Data entries:
___

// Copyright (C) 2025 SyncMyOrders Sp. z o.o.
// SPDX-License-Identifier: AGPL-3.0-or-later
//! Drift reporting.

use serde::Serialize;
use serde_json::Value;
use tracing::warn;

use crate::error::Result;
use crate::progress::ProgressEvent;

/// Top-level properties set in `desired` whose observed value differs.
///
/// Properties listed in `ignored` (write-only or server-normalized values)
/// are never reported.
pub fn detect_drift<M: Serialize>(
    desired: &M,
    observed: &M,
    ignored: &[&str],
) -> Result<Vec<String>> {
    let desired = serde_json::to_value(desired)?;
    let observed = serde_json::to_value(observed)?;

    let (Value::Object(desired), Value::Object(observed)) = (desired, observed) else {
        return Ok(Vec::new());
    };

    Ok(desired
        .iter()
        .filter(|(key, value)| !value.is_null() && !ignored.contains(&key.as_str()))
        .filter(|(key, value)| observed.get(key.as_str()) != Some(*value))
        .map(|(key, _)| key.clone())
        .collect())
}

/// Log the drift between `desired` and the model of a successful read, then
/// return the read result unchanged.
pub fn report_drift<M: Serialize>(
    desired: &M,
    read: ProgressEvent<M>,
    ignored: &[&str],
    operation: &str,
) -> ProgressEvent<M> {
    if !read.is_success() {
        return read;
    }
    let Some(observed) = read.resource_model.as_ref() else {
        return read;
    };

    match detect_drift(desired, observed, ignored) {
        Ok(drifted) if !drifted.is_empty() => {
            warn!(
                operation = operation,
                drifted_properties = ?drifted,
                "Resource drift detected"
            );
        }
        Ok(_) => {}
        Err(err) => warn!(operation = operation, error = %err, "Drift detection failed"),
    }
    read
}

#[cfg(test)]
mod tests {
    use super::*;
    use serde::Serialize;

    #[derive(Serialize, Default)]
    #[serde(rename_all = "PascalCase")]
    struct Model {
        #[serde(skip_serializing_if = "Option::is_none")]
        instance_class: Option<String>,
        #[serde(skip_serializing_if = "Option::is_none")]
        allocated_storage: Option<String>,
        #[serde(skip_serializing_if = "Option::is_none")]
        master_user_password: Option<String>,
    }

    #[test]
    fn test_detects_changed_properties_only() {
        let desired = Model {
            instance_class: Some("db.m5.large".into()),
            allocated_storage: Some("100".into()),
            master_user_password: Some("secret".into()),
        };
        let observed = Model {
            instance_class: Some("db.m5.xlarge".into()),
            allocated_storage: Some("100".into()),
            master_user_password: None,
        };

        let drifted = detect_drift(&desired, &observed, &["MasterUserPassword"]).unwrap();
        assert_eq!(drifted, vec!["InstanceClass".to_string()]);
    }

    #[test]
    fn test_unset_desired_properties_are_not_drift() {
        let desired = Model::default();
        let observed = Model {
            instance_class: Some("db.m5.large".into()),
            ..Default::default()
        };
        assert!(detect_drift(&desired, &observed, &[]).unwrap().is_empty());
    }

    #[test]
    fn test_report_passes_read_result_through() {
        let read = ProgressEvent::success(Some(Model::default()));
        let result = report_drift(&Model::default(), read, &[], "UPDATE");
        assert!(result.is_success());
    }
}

___

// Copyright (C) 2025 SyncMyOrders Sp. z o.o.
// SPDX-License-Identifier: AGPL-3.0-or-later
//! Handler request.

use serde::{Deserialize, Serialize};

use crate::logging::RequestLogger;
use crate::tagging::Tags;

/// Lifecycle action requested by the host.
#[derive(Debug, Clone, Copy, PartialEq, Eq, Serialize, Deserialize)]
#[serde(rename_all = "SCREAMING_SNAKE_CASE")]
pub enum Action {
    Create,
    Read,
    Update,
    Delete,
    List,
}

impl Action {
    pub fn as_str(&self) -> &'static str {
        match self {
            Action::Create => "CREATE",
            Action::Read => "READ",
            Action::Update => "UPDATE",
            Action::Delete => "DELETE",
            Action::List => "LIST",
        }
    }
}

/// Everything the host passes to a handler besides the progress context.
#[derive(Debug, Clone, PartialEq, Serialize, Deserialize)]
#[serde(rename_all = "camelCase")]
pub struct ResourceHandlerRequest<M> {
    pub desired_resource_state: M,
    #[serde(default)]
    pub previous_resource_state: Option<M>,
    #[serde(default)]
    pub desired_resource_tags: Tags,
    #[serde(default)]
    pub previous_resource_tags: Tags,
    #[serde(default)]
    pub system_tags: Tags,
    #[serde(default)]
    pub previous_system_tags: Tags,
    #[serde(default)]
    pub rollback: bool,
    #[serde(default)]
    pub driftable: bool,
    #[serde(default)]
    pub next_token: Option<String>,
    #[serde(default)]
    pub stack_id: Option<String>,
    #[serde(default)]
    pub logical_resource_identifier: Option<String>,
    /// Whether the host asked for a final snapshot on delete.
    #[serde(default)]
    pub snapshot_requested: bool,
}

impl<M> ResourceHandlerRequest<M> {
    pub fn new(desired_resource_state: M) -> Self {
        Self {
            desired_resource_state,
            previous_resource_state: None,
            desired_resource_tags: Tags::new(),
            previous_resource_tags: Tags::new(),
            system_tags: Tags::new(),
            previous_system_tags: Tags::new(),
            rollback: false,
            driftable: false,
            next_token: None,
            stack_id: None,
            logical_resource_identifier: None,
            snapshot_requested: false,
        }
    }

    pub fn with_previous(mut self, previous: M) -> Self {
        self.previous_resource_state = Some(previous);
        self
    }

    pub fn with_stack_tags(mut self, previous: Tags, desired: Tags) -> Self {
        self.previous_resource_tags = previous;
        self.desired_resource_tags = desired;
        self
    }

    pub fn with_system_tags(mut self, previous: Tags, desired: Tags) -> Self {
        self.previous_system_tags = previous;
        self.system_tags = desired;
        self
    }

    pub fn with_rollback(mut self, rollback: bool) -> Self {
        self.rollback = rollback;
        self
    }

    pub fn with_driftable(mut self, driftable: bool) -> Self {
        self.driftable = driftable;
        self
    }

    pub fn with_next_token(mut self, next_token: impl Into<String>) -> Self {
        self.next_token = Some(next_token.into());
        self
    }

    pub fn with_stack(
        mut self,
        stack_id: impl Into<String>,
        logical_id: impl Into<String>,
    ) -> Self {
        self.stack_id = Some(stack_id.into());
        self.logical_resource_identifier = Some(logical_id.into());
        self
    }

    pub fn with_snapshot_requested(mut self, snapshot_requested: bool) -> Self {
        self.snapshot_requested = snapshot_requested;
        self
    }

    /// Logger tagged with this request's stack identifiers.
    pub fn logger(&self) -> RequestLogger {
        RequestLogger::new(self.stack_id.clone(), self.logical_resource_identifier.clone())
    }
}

___

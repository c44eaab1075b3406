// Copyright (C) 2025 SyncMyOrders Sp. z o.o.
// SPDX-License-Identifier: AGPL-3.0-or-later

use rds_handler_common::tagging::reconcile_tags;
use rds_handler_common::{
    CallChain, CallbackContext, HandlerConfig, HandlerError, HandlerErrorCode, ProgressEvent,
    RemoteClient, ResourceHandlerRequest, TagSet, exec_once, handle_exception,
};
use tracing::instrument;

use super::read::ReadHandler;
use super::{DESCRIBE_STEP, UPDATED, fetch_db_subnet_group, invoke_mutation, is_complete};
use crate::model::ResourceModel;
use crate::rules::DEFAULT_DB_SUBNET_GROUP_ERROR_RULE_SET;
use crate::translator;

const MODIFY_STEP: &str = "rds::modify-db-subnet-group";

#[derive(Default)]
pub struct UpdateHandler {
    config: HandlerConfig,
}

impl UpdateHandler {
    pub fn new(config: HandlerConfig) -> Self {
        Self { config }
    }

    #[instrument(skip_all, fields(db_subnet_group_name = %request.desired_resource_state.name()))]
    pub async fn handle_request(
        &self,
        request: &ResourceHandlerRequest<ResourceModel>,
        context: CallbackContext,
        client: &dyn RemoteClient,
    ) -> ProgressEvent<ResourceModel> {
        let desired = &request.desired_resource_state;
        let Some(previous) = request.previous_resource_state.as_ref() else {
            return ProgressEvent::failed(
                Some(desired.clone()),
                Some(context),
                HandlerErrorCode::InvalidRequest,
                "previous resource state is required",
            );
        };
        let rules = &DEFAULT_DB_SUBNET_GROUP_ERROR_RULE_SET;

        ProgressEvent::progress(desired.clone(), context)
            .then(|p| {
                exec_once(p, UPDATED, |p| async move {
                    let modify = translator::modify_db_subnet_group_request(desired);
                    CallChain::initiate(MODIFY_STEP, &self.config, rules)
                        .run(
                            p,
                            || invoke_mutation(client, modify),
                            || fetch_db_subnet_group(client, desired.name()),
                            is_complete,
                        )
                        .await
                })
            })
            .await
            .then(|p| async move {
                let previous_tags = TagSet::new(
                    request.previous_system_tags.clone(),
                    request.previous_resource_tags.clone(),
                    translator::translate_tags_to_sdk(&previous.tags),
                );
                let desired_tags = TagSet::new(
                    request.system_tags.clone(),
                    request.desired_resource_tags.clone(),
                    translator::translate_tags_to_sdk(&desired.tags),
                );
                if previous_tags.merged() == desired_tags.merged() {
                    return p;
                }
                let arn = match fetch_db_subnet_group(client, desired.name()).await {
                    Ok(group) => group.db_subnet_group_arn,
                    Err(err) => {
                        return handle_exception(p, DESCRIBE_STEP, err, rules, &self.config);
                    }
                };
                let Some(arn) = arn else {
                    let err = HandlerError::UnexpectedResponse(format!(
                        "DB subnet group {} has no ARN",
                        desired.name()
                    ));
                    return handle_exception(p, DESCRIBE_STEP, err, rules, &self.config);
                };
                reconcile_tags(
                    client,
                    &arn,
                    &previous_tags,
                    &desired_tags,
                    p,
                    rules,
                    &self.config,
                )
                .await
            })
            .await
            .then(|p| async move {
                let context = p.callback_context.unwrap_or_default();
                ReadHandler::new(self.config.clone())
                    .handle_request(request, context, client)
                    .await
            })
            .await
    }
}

___

YOUR INSTRUCTIONS
Scan the lines above for "Serialize", then copy every one that has it.

RESPONSE AREA
use serde::Serialize;
pub fn detect_drift<M: Serialize>(
pub fn report_drift<M: Serialize>(
    use serde::Serialize;
    #[derive(Serialize, Default)]
use serde::{Deserialize, Serialize};
#[derive(Debug, Clone, Copy, PartialEq, Eq, Serialize, Deserialize)]
#[derive(Debug, Clone, PartialEq, Serialize, Deserialize)]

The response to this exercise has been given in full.